The second rider I have included in the ‘riders I admire’ series is Brian Stonebridge. Brian was born in Cambridgeshire and went on to become one of the top Scramblers on the 1950’s.
Brian started scrambling in 1948 on a 350cc BSA Goldstar. It didn’t take long for him to be recognised as a talent by one of the factory teams. From 1950-1954 Brian became a Works Matchless rider. In 1950 Brian won a gold medal for Matchless at the International Six Day Trials (ISDT).
In 1955 Stonebridge moved to BSA and was awarded the ACU Scrambles Drivers’ Star. At BSA Brian undertook development work in the competition shop, and it was here that he met two-stroke tuning expert Herman Meier. Brian with Herman realised that the lightweight 150cc BSA Bantam could be developed into a successful Scrambling machine.

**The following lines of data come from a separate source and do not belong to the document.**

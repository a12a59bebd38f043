//! Domain entities and value objects for the back-office catalog.

pub mod category;
pub mod customer;
pub mod product;
pub mod types;
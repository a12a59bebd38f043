//! Conversions that let `?` carry errors across layer boundaries.

use crate::domain::types::TypeConstraintError;
use crate::forms::categories::{AddCategoryFormError, UpdateCategoryFormError};
use crate::forms::customers::CustomerFilterFormError;
use crate::forms::products::ProductFormError;
use crate::repository::errors::RepositoryError;
use crate::services::ServiceError;

impl From<TypeConstraintError> for RepositoryError {
    fn from(value: TypeConstraintError) -> Self {
        Self::ValidationError(value.to_string())
    }
}

impl From<TypeConstraintError> for ServiceError {
    fn from(value: TypeConstraintError) -> Self {
        Self::TypeConstraint(value.to_string())
    }
}

impl From<AddCategoryFormError> for ServiceError {
    fn from(value: AddCategoryFormError) -> Self {
        Self::Form(value.to_string())
    }
}

impl From<UpdateCategoryFormError> for ServiceError {
    fn from(value: UpdateCategoryFormError) -> Self {
        Self::Form(value.to_string())
    }
}

impl From<ProductFormError> for ServiceError {
    fn from(value: ProductFormError) -> Self {
        Self::Form(value.to_string())
    }
}

impl From<CustomerFilterFormError> for ServiceError {
    fn from(value: CustomerFilterFormError) -> Self {
        Self::Form(value.to_string())
    }
}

With BSA investing less in their competition shop, Brian moved to Greeves in 1957 to be a Works rider, competitions manager and development engineer. It was at Greeves that Stonebridge really started to shine as both a rider and more significantly in the development of off-road machines.
Greeves were a small factory when Brian arrived, but within a few years he had turned them into one of the most important players in the world scene of off-road competition. Brian developed the Greeves trails machine into the highly successful TA – the first of the Scottish trials line. Brian took his second gold ISDT medal on a modified version of this machine – the first ever for a Greeves rider.
Brian had also spent much time tuning the 197cc Villiers 9E engine. He had nearly doubled the power output from it, and when fitted into the Greeves Scramblers it became a highly successful machine. The little Greeves in the capable hands of Stonebridge was able to humble machines of much bigger capacities. It was Brian’s pioneering work on the Greeves that showed that a nimble light machine was the tool to have for off-road competition.
In 1959 Brian and Greeves entered the F.I.M. 250cc European Motocross Championship (effectively the World Championship) and finished a superb 2nd. In fact without injury Brian might have won easily.
When Brian first moved to Greeves in 1957 they were selling 500 machines in a year. Such was the impact of Stonebridge that in 1958 they sold 2,500 and by 1960 sales reached 10,500!
On the 21st of October 1959 Brian Stonebridge died in a road traffic accident. Brian was the passenger in Bert Greeves’s Austin on the way back from a trip to the Hepolite factory when the car was involved in a crash with a lorry. Brian died within two hours of the crash, but thankfully Bert Greeves recovered after spending over a week in hospital.
Such was the high esteem that other competitors and the general public held Stonebridge in, for the Brian Stonebridge memorial Scramble held at Hawkstone Park in 1960 a record 84,000 spectators attended.
Even with Stonebridge gone, his development work and influence was still apparent. For 1960 the European Motocross Championship was won by Dave Bickers on a Greeves and the feat was repeated in 1961. Greeves were a company that competed ‘well above their weight’ and won in the field of off-road motorcycle competitions, and much of their success is owed to the great riding and development skills of the great Brian Stonebridge.